__EXERCISE INSTRUCTIONS__.
Search the records for "lines" and copy each line that holds it.

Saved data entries
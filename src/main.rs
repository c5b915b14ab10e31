//! dupescan CLI: scan a directory for duplicate files; use -l to list them.

use anyhow::Result;
use clap::Parser;
use dupescan::engine::arg_parser::Cli;
use dupescan::engine::handle_run;
use std::time::Instant;

fn main() -> Result<()> {
    let start_time = Instant::now();
    let cli = Cli::parse();
    handle_run(&cli)?;
    log::debug!("Total time: {:?}", start_time.elapsed());
    Ok(())
}
/// Report ingestion: read a tshark text report, parse it with the parser its
/// name selects, and write the rows as a CSV table next to it.
use serde::Serialize;
use std::path::{Path, PathBuf};
use std::sync::Arc;

use crate::classify::{classify_path, ReportKind};
use crate::config::DigestConfig;
use crate::discover::table_path_for;
use crate::report::{parse_conversation_report, parse_rtp_report, ParseError};
use crate::table::{write_table, TableError};

/// What happened to one report.
#[derive(Debug, Clone, PartialEq, Eq)]
pub enum IngestOutcome {
    /// Table written.
    Converted {
        kind: ReportKind,
        table: PathBuf,
        rows: usize,
        skipped_rows: usize,
    },
    /// Name matched neither report kind.
    Unclassified,
    /// The report held no data rows; nothing was written.
    NoData { skipped_rows: usize },
}

/// Convert a single report file.
pub fn ingest_file(path: &Path, config: &DigestConfig) -> Result<IngestOutcome, IngestError> {
    let kind = classify_path(path, &config.input.extension);
    let table = table_path_for(path, &config.output.extension);

    let (rows, skipped_rows) = match kind {
        ReportKind::Unknown => return Ok(IngestOutcome::Unclassified),
        ReportKind::Conversation => {
            let text = read_report(path)?;
            let parsed = parse_conversation_report(text.lines(), &config.conversation_format());
            write_table(&table, &parsed.rows)?;
            (parsed.rows.len(), parsed.skipped.len())
        }
        ReportKind::RtpStream => {
            let text = read_report(path)?;
            match parse_rtp_report(text.lines(), &config.rtp_format()) {
                Ok(parsed) => {
                    write_table(&table, &parsed.rows)?;
                    (parsed.rows.len(), parsed.skipped.len())
                }
                Err(ParseError::NoDataExtracted { skipped }) => {
                    tracing::warn!(
                        file = %path.display(),
                        skipped_rows = skipped,
                        "could not extract RTP stream data, no table written"
                    );
                    return Ok(IngestOutcome::NoData {
                        skipped_rows: skipped,
                    });
                }
                Err(e) => return Err(IngestError::Parse(e)),
            }
        }
    };

    tracing::debug!(
        file = %path.display(),
        %kind,
        rows,
        skipped_rows,
        table = %table.display(),
        "converted report"
    );
    Ok(IngestOutcome::Converted {
        kind,
        table,
        rows,
        skipped_rows,
    })
}

fn read_report(path: &Path) -> Result<String, IngestError> {
    std::fs::read_to_string(path).map_err(|e| IngestError::Read {
        path: path.to_path_buf(),
        source: e,
    })
}

/// Counts over a batch of reports.
#[derive(Debug, Default, Clone, PartialEq, Eq, Serialize)]
pub struct BatchSummary {
    pub converted: usize,
    pub unclassified: usize,
    pub no_data: usize,
    pub failed: usize,
    pub skipped_rows: usize,
}

impl BatchSummary {
    fn record(&mut self, result: &Result<IngestOutcome, IngestError>) {
        match result {
            Ok(IngestOutcome::Converted { skipped_rows, .. }) => {
                self.converted += 1;
                self.skipped_rows += skipped_rows;
            }
            Ok(IngestOutcome::Unclassified) => self.unclassified += 1,
            Ok(IngestOutcome::NoData { skipped_rows }) => {
                self.no_data += 1;
                self.skipped_rows += skipped_rows;
            }
            Err(_) => self.failed += 1,
        }
    }
}

/// Convert many reports in parallel on the blocking pool.
///
/// Each file is independent: a failure is logged and counted, and the rest
/// of the batch carries on. Results are returned in input order.
pub async fn ingest_all(
    paths: Vec<PathBuf>,
    config: Arc<DigestConfig>,
) -> (Vec<(PathBuf, Result<IngestOutcome, IngestError>)>, BatchSummary) {
    let mut set = tokio::task::JoinSet::new();
    for (index, path) in paths.iter().cloned().enumerate() {
        let config = Arc::clone(&config);
        set.spawn_blocking(move || {
            let result = ingest_file(&path, &config);
            (index, result)
        });
    }

    let mut slots: Vec<Option<Result<IngestOutcome, IngestError>>> =
        paths.iter().map(|_| None).collect();
    while let Some(joined) = set.join_next().await {
        match joined {
            Ok((index, result)) => slots[index] = Some(result),
            Err(e) => tracing::error!(error = %e, "ingest task panicked"),
        }
    }

    let mut summary = BatchSummary::default();
    let results: Vec<_> = paths
        .into_iter()
        .zip(slots)
        .map(|(path, slot)| {
            let result = slot.unwrap_or_else(|| Err(IngestError::Aborted));
            if let Err(e) = &result {
                tracing::error!(file = %path.display(), error = %e, "failed to convert report");
            }
            summary.record(&result);
            (path, result)
        })
        .collect();

    (results, summary)
}

#[derive(Debug)]
pub enum IngestError {
    Read {
        path: PathBuf,
        source: std::io::Error,
    },
    Parse(ParseError),
    Table(TableError),
    /// The worker thread died before reporting a result.
    Aborted,
}

impl From<TableError> for IngestError {
    fn from(e: TableError) -> Self {
        IngestError::Table(e)
    }
}

impl std::fmt::Display for IngestError {
    fn fmt(&self, f: &mut std::fmt::Formatter<'_>) -> std::fmt::Result {
        match self {
            IngestError::Read { path, source } => {
                write!(f, "failed to read {}: {source}", path.display())
            }
            IngestError::Parse(e) => write!(f, "parse error: {e}"),
            IngestError::Table(e) => write!(f, "table error: {e}"),
            IngestError::Aborted => write!(f, "ingest task aborted"),
        }
    }
}

impl std::error::Error for IngestError {
    fn source(&self) -> Option<&(dyn std::error::Error + 'static)> {
        match self {
            IngestError::Read { source, .. } => Some(source),
            IngestError::Parse(e) => Some(e),
            IngestError::Table(e) => Some(e),
            IngestError::Aborted => None,
        }
    }
}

__RESULT OF THIS TASK__.
            let parsed = parse_conversation_report(text.lines(), &config.conversation_format());
            match parse_rtp_report(text.lines(), &config.rtp_format()) {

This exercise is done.